• **EXERCISE GOAL**:
Copy each line of the records below, from the first through the one that contains "let mut url = scm_url.trim().to_string();", exactly as written.

Saved entries
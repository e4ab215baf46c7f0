//! SCM URL normalization
//!
//! Rewrites connection strings found in package metadata (`scm:git:`,
//! `git@host:owner/repo`, `scm:hg:http://...`) into plain `https://` URLs.
//! Pure string transform; `normalize(normalize(x)) == normalize(x)`.

const SCM_GIT_PREFIX: &str = "scm:git:";
const SCM_HG_PREFIX: &str = "scm:hg:";
const SSH_PREFIX: &str = "git@";

/// Normalize an SCM URL into canonical HTTPS form
pub fn normalize(scm_url: &str) -> String {
    let mut url = scm_url.trim().to_string();

    // `scm:hg:` comes from old Bitbucket Mercurial projects
    while let Some(rest) = url
        .strip_prefix(SCM_GIT_PREFIX)
        .or_else(|| url.strip_prefix(SCM_HG_PREFIX))
    {
        url = rest.trim().to_string();
    }

    // git@host:owner/repo -> https://host/owner/repo
    if let Some(rest) = url.strip_prefix(SSH_PREFIX) {
        url = format!("https://{}", rest.replacen(':', "/", 1));
    }

    if let Some(rest) = url.strip_prefix("http://") {
        url = format!("https://{}", rest);
    } else if let Some(rest) = url.strip_prefix("https///") {
        url = format!("https://{}", rest);
    }

    collapse_slash_runs(&url).trim().to_string()
}

/// Collapse every run of three or more slashes into a single slash
fn collapse_slash_runs(url: &str) -> String {
    let mut result = String::with_capacity(url.len());
    let mut run = 0;

    for c in url.chars() {
        if c == '/' {
            run += 1;
            continue;
        }
        push_run(&mut result, run);
        run = 0;
        result.push(c);
    }
    push_run(&mut result, run);

    result
}

fn push_run(result: &mut String, run: usize) {
    match run {
        0 => {}
        1 | 2 => result.push_str(&"/".repeat(run)),
        _ => result.push('/'),
    }
}

#[cfg(test)]
mod tests {
    use super::*;
    use rstest::rstest;

    #[rstest]
    #[case("git@github.com:o/r.git", "https://github.com/o/r.git")]
    #[case("scm:git:https://github.com/o/r", "https://github.com/o/r")]
    #[case("scm:git:git@github.com:o/r.git", "https://github.com/o/r.git")]
    #[case("scm:hg:http://bitbucket.org/o/r", "https://bitbucket.org/o/r")]
    #[case("http://github.com/o/r", "https://github.com/o/r")]
    #[case("https///github.com/o/r", "https://github.com/o/r")]
    #[case("https://github.com///o/r", "https://github.com/o/r")]
    #[case("  https://gitlab.com/o/r  ", "https://gitlab.com/o/r")]
    #[case("scm:git:git://github.com/o/r.git", "git://github.com/o/r.git")]
    #[case("https://github.com/o/r", "https://github.com/o/r")]
    #[case("scm:git: http://github.com/o/r", "https://github.com/o/r")]
    #[case("scm:hg:git@bitbucket.org:o/r", "https://bitbucket.org/o/r")]
    fn normalize_returns_expected(#[case] input: &str, #[case] expected: &str) {
        assert_eq!(normalize(input), expected);
    }

    #[rstest]
    #[case("git@github.com:o/r.git")]
    #[case("scm:git:https://github.com/o/r")]
    #[case("scm:hg:http://bitbucket.org/o/r")]
    #[case("scm:git:git@gitlab.com:group/sub/r.git")]
    #[case("https///github.com////o/r")]
    #[case("http://bitbucket.org/o/r/")]
    #[case("scm:git: http://github.com/o/r")]
    #[case("scm:hg:git@bitbucket.org:o/r")]
    fn normalize_is_idempotent(#[case] input: &str) {
        let once = normalize(input);
        assert_eq!(normalize(&once), once);
    }

    #[test]
    fn collapse_slash_runs_keeps_scheme_separator() {
        assert_eq!(collapse_slash_runs("https://a////b/c"), "https://a/b/c");
    }
}
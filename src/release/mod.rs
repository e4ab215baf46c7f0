//! Release URL resolution
//!
//! Builds host-specific release/tag/commit-tag page URLs for a version and
//! returns the first one whose page shows a real release.

pub mod candidate;

use std::sync::Arc;

use crate::http::{HttpGet, HttpResponse};
use crate::observer::{RejectReason, ResolutionEvent, ResolutionObserver};
use crate::probe::first_success;
use crate::vcs::RepoReference;

pub use candidate::{CandidateKind, ReleaseUrlCandidate, candidates};

/// Body markers of hosting pages that exist but show nothing for the ref
const EMPTY_STATE_MARKERS: [&str; 6] = [
    "there aren’t any releases",
    "there aren't any releases",
    "no releases here",
    "no commits history",
    "no commit history",
    "there are no commits",
];

/// Classify a candidate page response
///
/// # Returns
/// * `Ok(())` - status 200 without any empty-state marker
/// * `Err(RejectReason)` - why the page does not count as a release
pub fn classify(response: &HttpResponse) -> Result<(), RejectReason> {
    if response.is_not_found() {
        return Err(RejectReason::NotFound);
    }
    if response.status != 200 {
        return Err(RejectReason::Status(response.status));
    }

    let body = response.body.to_lowercase();
    if EMPTY_STATE_MARKERS
        .iter()
        .any(|marker| body.contains(marker))
    {
        return Err(RejectReason::EmptyState);
    }

    Ok(())
}

pub struct ReleaseResolver {
    http: Arc<dyn HttpGet>,
    observer: Arc<dyn ResolutionObserver>,
}

impl ReleaseResolver {
    pub fn new(http: Arc<dyn HttpGet>, observer: Arc<dyn ResolutionObserver>) -> Self {
        Self { http, observer }
    }

    /// Resolve the release page URL of `version` in `repo`
    ///
    /// Candidates are checked strictly in priority order and the first valid
    /// one short-circuits the rest. Never fails: no repository, or no valid
    /// candidate, is `None`.
    pub async fn resolve(&self, repo: Option<&RepoReference>, version: &str) -> Option<String> {
        let repo = repo?;

        let found = first_success(candidates(&repo.url, repo.kind, version), |candidate| {
            self.validate(candidate)
        })
        .await;

        match &found {
            Some(url) => self
                .observer
                .on_event(ResolutionEvent::ReleaseFound { url: url.clone() }),
            None => self.observer.on_event(ResolutionEvent::ReleaseMissing {
                repo_url: repo.url.clone(),
                version: version.to_string(),
            }),
        }

        found
    }

    async fn validate(&self, candidate: ReleaseUrlCandidate) -> Option<String> {
        let verdict = match self.http.get(&candidate.url).await {
            Ok(response) => classify(&response),
            Err(e) => Err(RejectReason::Transport(e)),
        };

        match verdict {
            Ok(()) => Some(candidate.url),
            Err(reason) => {
                self.observer.on_event(ResolutionEvent::CandidateRejected {
                    url: candidate.url,
                    reason,
                });
                None
            }
        }
    }
}
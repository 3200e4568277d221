// src/corpus/mod.rs

//! Question corpus access and mock assembly.
//!
//! The corpus is an index document plus one JSONL record file per topic, laid out as
//! `index.json` and `<subject>/<topic>.jsonl` under a base location.

pub mod assembly;
pub mod fs;
pub mod http;
pub mod normalizer;
pub mod resolver;
pub mod sampler;

use std::sync::Arc;
use std::time::Duration;

use async_trait::async_trait;

use crate::{config::Config, error::FetchError, models::index::CorpusIndex};

pub const INDEX_FILE: &str = "index.json";
pub const RECORD_EXTENSION: &str = "jsonl";

/// Read access to a question corpus.
#[async_trait]
pub trait CorpusSource: Send + Sync {
    /// Loads and parses the index document.
    async fn fetch_index(&self) -> Result<CorpusIndex, FetchError>;

    /// Loads the raw JSONL text of one topic's record file.
    async fn fetch_records(&self, subject: &str, topic: &str) -> Result<String, FetchError>;

    /// Human-readable location of a topic's record file.
    fn record_location(&self, subject: &str, topic: &str) -> String;
}

/// Picks the corpus backend from `CORPUS_URL`: http(s) URLs go over the network,
/// anything else is treated as a local directory.
pub fn from_config(config: &Config) -> Result<Arc<dyn CorpusSource>, FetchError> {
    let location = config.corpus_url.trim();
    if location.starts_with("http://") || location.starts_with("https://") {
        let source = http::HttpCorpus::new(location, Duration::from_secs(config.fetch_timeout_secs))?;
        Ok(Arc::new(source))
    } else {
        Ok(Arc::new(fs::FsCorpus::new(location)))
    }
}

pub(crate) fn record_file_name(topic: &str) -> String {
    format!("{}.{}", topic, RECORD_EXTENSION)
}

• **RESPONSE BOX**:
repository e4ab215baf46c7f0
//! SCM URL normalization
//!
//! Rewrites connection strings found in package metadata (`scm:git:`,
//! `git@host:owner/repo`, `scm:hg:http://...`) into plain `https://` URLs.
//! Pure string transform; `normalize(normalize(x)) == normalize(x)`.

const SCM_GIT_PREFIX: &str = "scm:git:";
const SCM_HG_PREFIX: &str = "scm:hg:";
const SSH_PREFIX: &str = "git@";

/// Normalize an SCM URL into canonical HTTPS form
pub fn normalize(scm_url: &str) -> String {
    let mut url = scm_url.trim().to_string();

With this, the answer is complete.